NGOs demand adequate methodologies in upcoming legal proposal on green claims– also for apparel & footwear
The European Commission’s is working on an upcoming legislative proposal to help justify (‘substantiate’) green claims and prevent greenwashing. However, this proposal runs the risk of being misleading and to worsen ongoing greenwashing in the food and the fashion industries. NGOs have taken a strong stance against this in a recent joint letter.
Initiative on substantiating green claims
There is a plethora of new policy initiatives on the EU horizon and they all seek to reduce greenwashing in various economic sectors. Among others, the initiative on substantiating green claims, expected by the end of November 2022, which would tie into the legislative proposal on empowering consumers in the green transition. This initiative will require companies to substantiate any sustainability and impact claim.
This initiative would favour the use of the Product Environmental Footprint (PEF) methodology, which is based on a life cycle analysis (LCA) to assess a products’ impact on the environment. Meaningful and balanced environmental and social information of textile products is essential. However, the PEF has various shortcomings, and cannot be the sole methodology to underpin this information. This holds true for agri-food products, as this joint letter by a coalition of environmental NGOs explains, and also for textile products.

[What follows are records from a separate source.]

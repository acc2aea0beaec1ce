//! Machinery shared by the blended schemes: the Courant ramp and the
//! combination of two sub-schemes under a per-face blending factor.

use fv_core::DIMLESS;
use fv_fields::{FieldValue, SurfaceField, VolField};

use crate::error::{SchemeError, SchemeResult};
use crate::stream::StreamLocation;
use crate::traits::{InterpolationScheme, face_name};

/// Courant thresholds `0 <= co1 < co2` of a linear blending ramp.
#[derive(Debug, Clone, Copy, PartialEq)]
pub struct CourantRange {
    co1: f64,
    co2: f64,
}

impl CourantRange {
    /// `None` unless `0 <= co1 < co2` with both finite.
    pub fn new(co1: f64, co2: f64) -> Option<Self> {
        let valid = co1.is_finite() && co2.is_finite() && co1 >= 0.0 && co2 >= 0.0 && co1 < co2;
        valid.then_some(Self { co1, co2 })
    }

    pub(crate) fn validated(co1: f64, co2: f64, location: StreamLocation) -> SchemeResult<Self> {
        Self::new(co1, co2).ok_or_else(|| SchemeError::Configuration {
            message: format!(
                "Courant limits must satisfy 0 <= Co1 < Co2; got Co1 = {co1} and Co2 = {co2}"
            ),
            location,
        })
    }

    pub fn co1(&self) -> f64 {
        self.co1
    }

    pub fn co2(&self) -> f64 {
        self.co2
    }

    /// `1 - clamp((co - co1) / (co2 - co1), 0, 1)`.
    pub fn factor(&self, co: f64) -> f64 {
        1.0 - ((co - self.co1) / (self.co2 - self.co1)).clamp(0.0, 1.0)
    }

    /// Face-by-face blending factor from a face Courant field.
    pub fn blending_factor(&self, co_face: &SurfaceField<f64>, name: impl Into<String>) -> SurfaceField<f64> {
        co_face.map(name, DIMLESS, |co| self.factor(co))
    }
}

/// Two sub-schemes combined as `bf * scheme1 + (1 - bf) * scheme2`.
pub struct SchemePair<T: FieldValue> {
    scheme1: Box<dyn InterpolationScheme<T>>,
    scheme2: Box<dyn InterpolationScheme<T>>,
}

impl<T: FieldValue> SchemePair<T> {
    pub fn new(scheme1: Box<dyn InterpolationScheme<T>>, scheme2: Box<dyn InterpolationScheme<T>>) -> Self {
        Self { scheme1, scheme2 }
    }

    pub fn scheme1(&self) -> &dyn InterpolationScheme<T> {
        self.scheme1.as_ref()
    }

    pub fn scheme2(&self) -> &dyn InterpolationScheme<T> {
        self.scheme2.as_ref()
    }

    pub fn corrected(&self) -> bool {
        self.scheme1.corrected() || self.scheme2.corrected()
    }

    pub fn weights(&self, bf: &SurfaceField<f64>, vf: &VolField<T>) -> SchemeResult<SurfaceField<f64>> {
        let w1 = self.scheme1.weights(vf)?;
        let w2 = self.scheme2.weights(vf)?;
        Ok(SurfaceField::blend(bf, &w1, &w2)?.renamed("blendedWeights"))
    }

    pub fn interpolate(&self, bf: &SurfaceField<f64>, vf: &VolField<T>) -> SchemeResult<SurfaceField<T>> {
        let f1 = self.scheme1.interpolate(vf)?;
        let f2 = self.scheme2.interpolate(vf)?;
        Ok(SurfaceField::blend(bf, &f1, &f2)?.renamed(face_name(vf)))
    }

    /// The blended correction, absent when neither sub-scheme is corrected.
    pub fn correction(&self, bf: &SurfaceField<f64>, vf: &VolField<T>) -> SchemeResult<Option<SurfaceField<T>>> {
        let c1 = self.sub_correction(self.scheme1.as_ref(), vf)?;
        let c2 = self.sub_correction(self.scheme2.as_ref(), vf)?;
        let name = format!("blendedCorrection({})", vf.name());
        let blended = match (c1, c2) {
            (None, None) => return Ok(None),
            (Some(c1), None) => c1.scaled(bf)?,
            (None, Some(c2)) => c2.complement_scaled(bf)?,
            (Some(c1), Some(c2)) => SurfaceField::blend(bf, &c1, &c2)?,
        };
        Ok(Some(blended.renamed(name)))
    }

    fn sub_correction(
        &self,
        scheme: &dyn InterpolationScheme<T>,
        vf: &VolField<T>,
    ) -> SchemeResult<Option<SurfaceField<T>>> {
        if scheme.corrected() {
            scheme.correction(vf)
        } else {
            Ok(None)
        }
    }
}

Preventing greenwashing in sustainable textiles is essential
Over the past 20 years, we have seen a steady increase in the production of clothes with a shorter and shorter life cycle. Many of these textiles become waste and are not recycled. Our planet cannot sustain this in the long-term. The current conventional supply chain negatively impacts the environment, it especially damages our soil health, emits a lot of greenhouse gas emissions, negatively affects the well-being and health of workers who are exposed to chemicals and endure poor working condition.

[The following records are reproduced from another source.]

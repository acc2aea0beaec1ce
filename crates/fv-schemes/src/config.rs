//! Schemes dictionary: textual scheme entries keyed by term.

use std::collections::BTreeMap;
use std::path::Path;

use serde::{Deserialize, Serialize};

use crate::error::{SchemeError, SchemeResult};
use crate::stream::SchemeStream;

/// Key used when a table has no entry for the requested term.
pub const DEFAULT_KEY: &str = "default";

/// Scheme tables, as read from a case file.
///
/// ```yaml
/// interpolation_schemes:
///   default: linear
///   interpolate(Co): localMax
/// grad_schemes:
///   default: Gauss linear
/// div_schemes:
///   div(phi,U): Gauss cellCoBlended 1 linear 10 upwind
/// ```
#[derive(Debug, Clone, Default, PartialEq, Serialize, Deserialize)]
#[serde(default)]
pub struct SchemesDict {
    pub interpolation_schemes: BTreeMap<String, String>,
    pub grad_schemes: BTreeMap<String, String>,
    pub div_schemes: BTreeMap<String, String>,
}

impl SchemesDict {
    /// Framework defaults: linear interpolation and Gauss linear gradients.
    pub fn standard() -> Self {
        Self::default()
            .with_interpolation(DEFAULT_KEY, "linear")
            .with_grad(DEFAULT_KEY, "Gauss linear")
    }

    pub fn from_yaml_str(text: &str) -> SchemeResult<Self> {
        Ok(serde_yaml::from_str(text)?)
    }

    pub fn load_yaml(path: &Path) -> SchemeResult<Self> {
        let text = std::fs::read_to_string(path)?;
        Self::from_yaml_str(&text)
    }

    pub fn with_interpolation(mut self, key: impl Into<String>, spec: impl Into<String>) -> Self {
        self.interpolation_schemes.insert(key.into(), spec.into());
        self
    }

    pub fn with_grad(mut self, key: impl Into<String>, spec: impl Into<String>) -> Self {
        self.grad_schemes.insert(key.into(), spec.into());
        self
    }

    pub fn with_div(mut self, key: impl Into<String>, spec: impl Into<String>) -> Self {
        self.div_schemes.insert(key.into(), spec.into());
        self
    }

    pub fn interpolation_entry(&self, key: &str) -> SchemeResult<SchemeStream> {
        entry(&self.interpolation_schemes, "interpolation_schemes", "interpolation scheme", key)
    }

    pub fn grad_entry(&self, key: &str) -> SchemeResult<SchemeStream> {
        entry(&self.grad_schemes, "grad_schemes", "gradient scheme", key)
    }

    pub fn div_entry(&self, key: &str) -> SchemeResult<SchemeStream> {
        entry(&self.div_schemes, "div_schemes", "divergence scheme", key)
    }
}

fn entry(
    table: &BTreeMap<String, String>,
    table_name: &str,
    kind: &'static str,
    key: &str,
) -> SchemeResult<SchemeStream> {
    let text = table
        .get(key)
        .or_else(|| table.get(DEFAULT_KEY))
        .ok_or_else(|| SchemeError::Lookup {
            kind,
            name: key.to_string(),
        })?;
    Ok(SchemeStream::new(format!("{table_name}.{key}"), text))
}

EU consumers want stricter environmental and labour conditions, but the confusing landscape of ‘sustainable’ fashion claims makes informed consumer choice difficult. About 60% of green claims in the textile sector are exaggerated, false or deceptive.
Shortcomings of the PEF for apparel and footwear
The PEF methodology the European Commission proposed to address this problem is insufficient. While the product-focused PEF serves well to compare manufactured industrial goods, the approach significantly lags when evaluating the environmental performance of complex agricultural systems, including natural fibre production, in a holistic way.
When applied to agriculturally derived natural products, such as cotton, wool, hemp, jute, kenaf, and flax, the PEF gives misleading results in which synthetic and industrial fibre production score better. In other words, the PEF favours intensive, industrial textile production instead of extensive, natural agricultural practices and has no eye for both the positive and negative external costs of the production process. Among other things, the PEF does not account for the impacts of production systems on biodiversity and the use of pesticides and does not have an indicator on microplastic emissions and end-of-life practices.
As IFOAM Organics, we co-signed an open letter to the European Commission criticising the standalone application of the methodology in the textile and apparel industry.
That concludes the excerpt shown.